The applicant claims that he made an honest mistake in believing that the expiration of his 5-year New Zealand Citizen Family Relationship (Temporary) visa started the day that he arrived in Australia on 15 June 2013 and he wrongly assumed that his visa would expire 5 years from that date in June 2018. The applicant claims that he had intentions to renew his visa application three months before the expiration of his visa and when going through the process of renewing his visa realised his visa had expired, he then applied online for a bridging visa. The applicant was contacted by the Department telling him that he had applied for the wrong type of visa and advised him to lodge a new application for a New Zealand Citizen Family Relationship and following this advice lodged a new visa application on 9 March 2018.
The applicant claims that he was preparing to lodge his visa application before it ceased but he had difficulties accessing the Departments system. He states that the email address where he had sent his previous visa application was a telecommunication company’s email address and was cancelled after he left New Zealand. He further stated that he tried to check his visa status online (VEVO) with a view to lodge his visa, but the site would not accept his online visa submission for unknown reasons. The applicant stated that on a later date he found a copy of his previous visa and then realised that it had just expired, and he applied for a bridging visa online and then was informed by the Department he had applied for the wrong type of visa and that he should reapply for his New Zealand Citizen Family Relationship visa. The applicant gave evidence that he accepted that he had applied for his new visa after his old visa had expired, that because he had to obtain a police check that took about 10 days to arrive, and he then lodged his new application on 9 March 2018 (16 days late). The Tribunal accepts that the applicant has misunderstood the period during which his visa was in effect and when he had to reapply for his visa. The Tribunal found the applicant a credible witness and his evidence persuasive and considers it appropriate to give him the benefit of the doubt.
In the circumstances of this case, the Tribunal is satisfied that at the time of lodgement of the present application the applicant was not the holder of a substantive visa because of factors beyond his control, and therefore satisfies the requirements of criterion 3004(c).
Criterion 3004(d) requires that there are compelling reasons for the grant of the visa. I am satisfied the applicant has two daughters who have undertaken most of their schooling in Australia. The Tribunal is satisfied that the children are part of the Australian community, and these are compelling reasons for the grant of the visa.
The applicant and his wife gave evidence that they have two young daughters aged six and eight who attend primary school and the family have close community ties.

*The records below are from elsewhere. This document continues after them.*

//! RSA: encryption (EME-PKCS1-v1_5, Raw) and signatures (EMSA-PKCS1-v1_5).
//!
//! Keys are exchanged as PKCS#1 DER. Decryption goes through the raw RSA
//! primitive (with blinding) and strips the padding in constant time, so
//! the padding check is reported as a mask instead of an error.

use crate::crypto::alg_id::AlgorithmIdentifier;
use crate::crypto::families::eme_pkcs1;
use crate::crypto::hash::{HashFunction, Hasher};
use crate::crypto::pk_keys::{check_provider, OpResult, PrivateKey, PublicKey};
use crate::crypto::pk_ops::{DecryptionOp, EncryptionOp, SignatureOp, VerificationOp};
use crate::error::{CryptoError, Result};
use crate::utils::parsing::SchemeName;
use ::rsa::hazmat::{rsa_decrypt_and_check, rsa_encrypt};
use ::rsa::pkcs1::{
    DecodeRsaPrivateKey, DecodeRsaPublicKey, EncodeRsaPrivateKey, EncodeRsaPublicKey,
};
use ::rsa::traits::PublicKeyParts;
use ::rsa::{BigUint, Pkcs1v15Encrypt, Pkcs1v15Sign, RsaPrivateKey, RsaPublicKey};
use rand_chacha::ChaCha20Rng;
use rand_core::{CryptoRngCore, SeedableRng};
use sha2::{Sha256, Sha384, Sha512};
use zeroize::Zeroizing;

pub const ALGORITHM_NAME: &str = "RSA";

/// ASN.1 NULL, the parameters RSA identifiers carry.
const NULL_PARAMS: [u8; 2] = [0x05, 0x00];

/// Bytes of framing EME-PKCS1-v1_5 adds around the message.
const PKCS1_OVERHEAD: usize = 11;

// ============================================================================
// Keys
// ============================================================================

pub struct RsaPublic {
    key: RsaPublicKey,
}

impl RsaPublic {
    pub fn from_bits(_alg_id: &AlgorithmIdentifier, key_bits: &[u8]) -> Result<Self> {
        let key = RsaPublicKey::from_pkcs1_der(key_bits)
            .map_err(|e| CryptoError::Decoding(format!("Invalid RSA public key: {}", e)))?;
        Ok(Self { key })
    }
}

pub struct RsaPrivate {
    key: RsaPrivateKey,
}

impl RsaPrivate {
    pub fn generate(rng: &mut dyn CryptoRngCore, bits: usize) -> Result<Self> {
        let mut rng = rng;
        let key = RsaPrivateKey::new(&mut rng, bits)
            .map_err(|e| CryptoError::KeyGeneration(format!("RSA-{}: {}", bits, e)))?;
        Ok(Self { key })
    }

    pub fn from_bits(_alg_id: &AlgorithmIdentifier, key_bits: &[u8]) -> Result<Self> {
        let key = RsaPrivateKey::from_pkcs1_der(key_bits)
            .map_err(|e| CryptoError::Decoding(format!("Invalid RSA private key: {}", e)))?;
        key.validate()
            .map_err(|e| CryptoError::Decoding(format!("Inconsistent RSA private key: {}", e)))?;
        Ok(Self { key })
    }
}

fn modulus_bits(key: &RsaPublicKey) -> usize {
    key.n().bits()
}

/// NIST SP 800-57 comparable strengths.
fn if_work_factor(bits: usize) -> usize {
    match bits {
        b if b >= 15360 => 256,
        b if b >= 7680 => 192,
        b if b >= 3072 => 128,
        b if b >= 2048 => 112,
        b if b >= 1024 => 80,
        _ => 0,
    }
}

/// Access to the public half, shared by both key types.
trait RsaPublicParts {
    fn rsa_public(&self) -> &RsaPublicKey;
}

impl RsaPublicParts for RsaPublic {
    fn rsa_public(&self) -> &RsaPublicKey {
        &self.key
    }
}

impl RsaPublicParts for RsaPrivate {
    fn rsa_public(&self) -> &RsaPublicKey {
        self.key.as_ref()
    }
}

macro_rules! rsa_public_common {
    () => {
        fn algorithm_name(&self) -> &'static str {
            ALGORITHM_NAME
        }

        fn algorithm_identifier(&self) -> AlgorithmIdentifier {
            AlgorithmIdentifier::new(ALGORITHM_NAME, NULL_PARAMS.to_vec())
        }

        fn public_key_bits(&self) -> Vec<u8> {
            self.rsa_public()
                .to_pkcs1_der()
                .map(|doc| doc.as_bytes().to_vec())
                .unwrap_or_default()
        }

        fn key_length(&self) -> usize {
            modulus_bits(self.rsa_public())
        }

        fn estimated_strength(&self) -> usize {
            if_work_factor(self.key_length())
        }

        fn create_encryption_op<'k>(
            &'k self,
            _rng: &mut dyn CryptoRngCore,
            padding: &str,
            provider: &str,
        ) -> OpResult<dyn EncryptionOp + 'k> {
            check_provider(ALGORITHM_NAME, provider)?;
            Ok(Some(Box::new(RsaEncryptionOp {
                key: self.rsa_public(),
                eme: Eme::from_name(padding)?,
            })))
        }

        fn create_verification_op<'k>(
            &'k self,
            params: &str,
            provider: &str,
        ) -> OpResult<dyn VerificationOp + 'k> {
            check_provider(ALGORITHM_NAME, provider)?;
            let hash = emsa_hash(params)?;
            Ok(Some(Box::new(RsaVerificationOp {
                key: self.rsa_public(),
                hash,
                hasher: hash.hasher(),
            })))
        }
    };
}

impl PublicKey for RsaPublic {
    rsa_public_common!();
}

impl PublicKey for RsaPrivate {
    rsa_public_common!();
}

impl PrivateKey for RsaPrivate {
    fn private_key_bits(&self) -> Zeroizing<Vec<u8>> {
        Zeroizing::new(
            self.key
                .to_pkcs1_der()
                .map(|doc| doc.as_bytes().to_vec())
                .unwrap_or_default(),
        )
    }

    fn public_key(&self) -> Box<dyn PublicKey> {
        Box::new(RsaPublic {
            key: self.key.to_public_key(),
        })
    }

    fn create_decryption_op<'k>(
        &'k self,
        rng: &mut dyn CryptoRngCore,
        padding: &str,
        provider: &str,
    ) -> OpResult<dyn DecryptionOp + 'k> {
        check_provider(ALGORITHM_NAME, provider)?;
        let eme = Eme::from_name(padding)?;
        let blinding = ChaCha20Rng::from_rng(rng)
            .map_err(|e| CryptoError::Internal(format!("Blinding RNG seeding failed: {}", e)))?;
        Ok(Some(Box::new(RsaDecryptionOp {
            key: &self.key,
            eme,
            blinding,
        })))
    }

    fn create_signature_op<'k>(
        &'k self,
        _rng: &mut dyn CryptoRngCore,
        params: &str,
        provider: &str,
    ) -> OpResult<dyn SignatureOp + 'k> {
        check_provider(ALGORITHM_NAME, provider)?;
        let hash = emsa_hash(params)?;
        Ok(Some(Box::new(RsaSignatureOp {
            key: &self.key,
            hash,
            hasher: hash.hasher(),
        })))
    }
}

// ============================================================================
// Schemes
// ============================================================================

#[derive(Debug, Clone, Copy, PartialEq, Eq)]
enum Eme {
    Pkcs1v15,
    Raw,
}

impl Eme {
    fn from_name(name: &str) -> Result<Self> {
        match name {
            "EME-PKCS1-v1_5" | "PKCS1v15" => Ok(Eme::Pkcs1v15),
            "Raw" => Ok(Eme::Raw),
            _ => Err(CryptoError::unknown_scheme(ALGORITHM_NAME, name)),
        }
    }
}

/// Hash named by `EMSA3(H)`, `EMSA_PKCS1(H)` or `PKCS1v15(H)`.
fn emsa_hash(params: &str) -> Result<HashFunction> {
    let scheme = SchemeName::parse(params)
        .map_err(|_| CryptoError::unknown_scheme(ALGORITHM_NAME, params))?;
    match (scheme.name.as_str(), scheme.args.as_slice()) {
        ("EMSA3" | "EMSA_PKCS1" | "PKCS1v15" | "EMSA-PKCS1-v1_5", [hash]) => {
            HashFunction::from_name(hash)
        }
        _ => Err(CryptoError::unknown_scheme(ALGORITHM_NAME, params)),
    }
}

fn pkcs1v15_sign_scheme(hash: HashFunction) -> Pkcs1v15Sign {
    match hash {
        HashFunction::Sha256 => Pkcs1v15Sign::new::<Sha256>(),
        HashFunction::Sha384 => Pkcs1v15Sign::new::<Sha384>(),
        HashFunction::Sha512 => Pkcs1v15Sign::new::<Sha512>(),
    }
}

/// Big-endian bytes of `n`, left-padded to `width`.
fn encode_fixed(n: &BigUint, width: usize) -> Zeroizing<Vec<u8>> {
    let raw = Zeroizing::new(n.to_bytes_be());
    let mut out = Zeroizing::new(vec![0u8; width.max(raw.len())]);
    let offset = out.len() - raw.len();
    out[offset..].copy_from_slice(&raw);
    out
}

// ============================================================================
// Operations
// ============================================================================

struct RsaEncryptionOp<'k> {
    key: &'k RsaPublicKey,
    eme: Eme,
}

impl EncryptionOp for RsaEncryptionOp<'_> {
    fn encrypt(&self, msg: &[u8], rng: &mut dyn CryptoRngCore) -> Result<Vec<u8>> {
        match self.eme {
            Eme::Pkcs1v15 => {
                let mut rng = rng;
                self.key
                    .encrypt(&mut rng, Pkcs1v15Encrypt, msg)
                    .map_err(|e| CryptoError::InvalidArgument(format!("RSA encryption: {}", e)))
            }
            Eme::Raw => {
                let m = BigUint::from_bytes_be(msg);
                if &m >= self.key.n() {
                    return Err(CryptoError::InvalidArgument(
                        "RSA raw input too large".to_string(),
                    ));
                }
                let c = rsa_encrypt(self.key, &m)
                    .map_err(|e| CryptoError::InvalidArgument(format!("RSA encryption: {}", e)))?;
                Ok(encode_fixed(&c, self.key.size()).to_vec())
            }
        }
    }

    fn max_input_bits(&self) -> usize {
        match self.eme {
            Eme::Pkcs1v15 => 8 * self.key.size().saturating_sub(PKCS1_OVERHEAD),
            Eme::Raw => modulus_bits(self.key).saturating_sub(1),
        }
    }

    fn ciphertext_length(&self, _ptext_len: usize) -> usize {
        self.key.size()
    }
}

struct RsaDecryptionOp<'k> {
    key: &'k RsaPrivateKey,
    eme: Eme,
    blinding: ChaCha20Rng,
}

impl DecryptionOp for RsaDecryptionOp<'_> {
    fn decrypt(&mut self, ctext: &[u8]) -> Result<(Zeroizing<Vec<u8>>, u8)> {
        let k = self.key.size();
        if ctext.len() > k {
            return Err(CryptoError::Decoding(
                "RSA ciphertext longer than the modulus".to_string(),
            ));
        }

        let c = BigUint::from_bytes_be(ctext);
        let m = rsa_decrypt_and_check(self.key, Some(&mut self.blinding), &c)
            .map_err(|e| CryptoError::Decoding(format!("RSA decryption: {}", e)))?;
        let em = encode_fixed(&m, k);

        match self.eme {
            Eme::Raw => Ok((em, 0xFF)),
            Eme::Pkcs1v15 => Ok(eme_pkcs1::unpad(&em)),
        }
    }

    fn plaintext_length(&self, ctext_len: usize) -> usize {
        match self.eme {
            Eme::Pkcs1v15 => ctext_len.saturating_sub(PKCS1_OVERHEAD),
            Eme::Raw => ctext_len,
        }
    }
}

struct RsaSignatureOp<'k> {
    key: &'k RsaPrivateKey,
    hash: HashFunction,
    hasher: Hasher,
}

impl SignatureOp for RsaSignatureOp<'_> {
    fn update(&mut self, msg: &[u8]) {
        self.hasher.update(msg);
    }

    fn sign(&mut self, rng: &mut dyn CryptoRngCore) -> Result<Vec<u8>> {
        let digest = self.hasher.finalize_reset();
        let mut rng = rng;
        self.key
            .sign_with_rng(&mut rng, pkcs1v15_sign_scheme(self.hash), &digest)
            .map_err(|e| CryptoError::Internal(format!("RSA signing: {}", e)))
    }

    fn signature_length(&self) -> usize {
        self.key.size()
    }

    fn hash_function(&self) -> String {
        self.hash.name().to_string()
    }

    fn algorithm_identifier(&self) -> AlgorithmIdentifier {
        AlgorithmIdentifier::new(
            format!("{}/EMSA3({})", ALGORITHM_NAME, self.hash.name()),
            NULL_PARAMS.to_vec(),
        )
    }
}

struct RsaVerificationOp<'k> {
    key: &'k RsaPublicKey,
    hash: HashFunction,
    hasher: Hasher,
}

impl VerificationOp for RsaVerificationOp<'_> {
    fn update(&mut self, msg: &[u8]) {
        self.hasher.update(msg);
    }

    fn is_valid_signature(&mut self, sig: &[u8]) -> Result<bool> {
        let digest = self.hasher.finalize_reset();
        Ok(self
            .key
            .verify(pkcs1v15_sign_scheme(self.hash), &digest, sig)
            .is_ok())
    }

    fn hash_function(&self) -> String {
        self.hash.name().to_string()
    }
}

#[cfg(test)]
mod tests {
    use super::*;
    use crate::crypto::pk_keys::SignatureFormat;
    use rand::rngs::OsRng;

    fn test_key() -> RsaPrivate {
        RsaPrivate::generate(&mut OsRng, 1024).unwrap()
    }

    #[test]
    fn test_scheme_names() {
        assert_eq!(Eme::from_name("EME-PKCS1-v1_5").unwrap(), Eme::Pkcs1v15);
        assert_eq!(Eme::from_name("Raw").unwrap(), Eme::Raw);
        assert!(Eme::from_name("OAEP(SHA-1)").is_err());

        assert_eq!(emsa_hash("EMSA3(SHA-256)").unwrap(), HashFunction::Sha256);
        assert_eq!(emsa_hash("PKCS1v15(SHA-512)").unwrap(), HashFunction::Sha512);
        assert!(emsa_hash("PSS(SHA-256)").is_err());
        assert!(emsa_hash("SHA-256").is_err());
    }

    #[test]
    fn test_work_factor() {
        assert_eq!(if_work_factor(3072), 128);
        assert_eq!(if_work_factor(2048), 112);
        assert_eq!(if_work_factor(512), 0);
    }

    #[test]
    fn test_raw_roundtrip_and_lengths() {
        let key = test_key();
        let enc = key.create_encryption_op(&mut OsRng, "Raw", "base").unwrap().unwrap();
        let mut dec = key.create_decryption_op(&mut OsRng, "Raw", "").unwrap().unwrap();

        assert_eq!(enc.max_input_bits(), 1023);
        assert_eq!(enc.ciphertext_length(5), 128);

        let ct = enc.encrypt(b"\x01\x02\x03", &mut OsRng).unwrap();
        let (pt, mask) = dec.decrypt(&ct).unwrap();
        assert_eq!(mask, 0xFF);
        assert_eq!(pt.len(), 128);
        assert_eq!(&pt[125..], &[1, 2, 3]);
    }

    /// Подпись RSA состоит из одной части без фиксированной ширины
    #[test]
    fn test_single_part_signature_shape() {
        let key = test_key();
        assert_eq!(key.message_parts(), 1);
        assert_eq!(key.message_part_size(), 0);
        assert_eq!(key.public_key().message_part_size(), 0);
        assert_eq!(key.default_x509_signature_format(), SignatureFormat::Standard);
    }

    #[test]
    fn test_decrypt_rejects_oversized_ciphertext() {
        let key = test_key();
        let mut dec = key
            .create_decryption_op(&mut OsRng, "PKCS1v15", "")
            .unwrap()
            .unwrap();
        assert!(matches!(dec.decrypt(&[0xFF; 129]), Err(CryptoError::Decoding(_))));
        assert!(dec.decrypt(&[0xFF; 128]).is_err());
    }

    #[test]
    fn test_pkcs1_bad_padding_is_a_mask_not_an_error() {
        let key = test_key();
        let raw = key.create_encryption_op(&mut OsRng, "Raw", "").unwrap().unwrap();
        let mut dec = key
            .create_decryption_op(&mut OsRng, "EME-PKCS1-v1_5", "")
            .unwrap()
            .unwrap();

        // block type 01 instead of 02
        let mut em = vec![0x00, 0x01];
        em.extend(std::iter::repeat(0xFF).take(100));
        em.push(0x00);
        em.extend_from_slice(&[0x33; 25]);
        let ct = raw.encrypt(&em, &mut OsRng).unwrap();

        let (_, mask) = dec.decrypt(&ct).unwrap();
        assert_eq!(mask, 0x00);
    }

    #[test]
    fn test_unknown_provider() {
        let key = test_key();
        assert!(matches!(
            key.create_signature_op(&mut OsRng, "EMSA3(SHA-256)", "pkcs11"),
            Err(CryptoError::ProviderNotFound(_))
        ));
    }
}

The applicant stated that he plays a vital role in the upbringing of his daughters and to be separated from his children would cause significant stress to the family who are extremely close. The applicant further stated that if he had to relocate and apply for his visa offshore this would take a significant period of time resulting in long term separation from his children and wife and that they would suffer financial hardship. The applicant stated that both parents work full time, and they have a mortgage, and they would have difficulty meeting their debts and daily expenses on one wage. The sponsor stated that if the applicant was forced offshore this would have a devasting affect on their family and she would suffer financial hardship because she would have to give up work and care for the couple’s children as she has no other support other than her husband in Australia and she would not be able to handle the burden of raising her children on her own.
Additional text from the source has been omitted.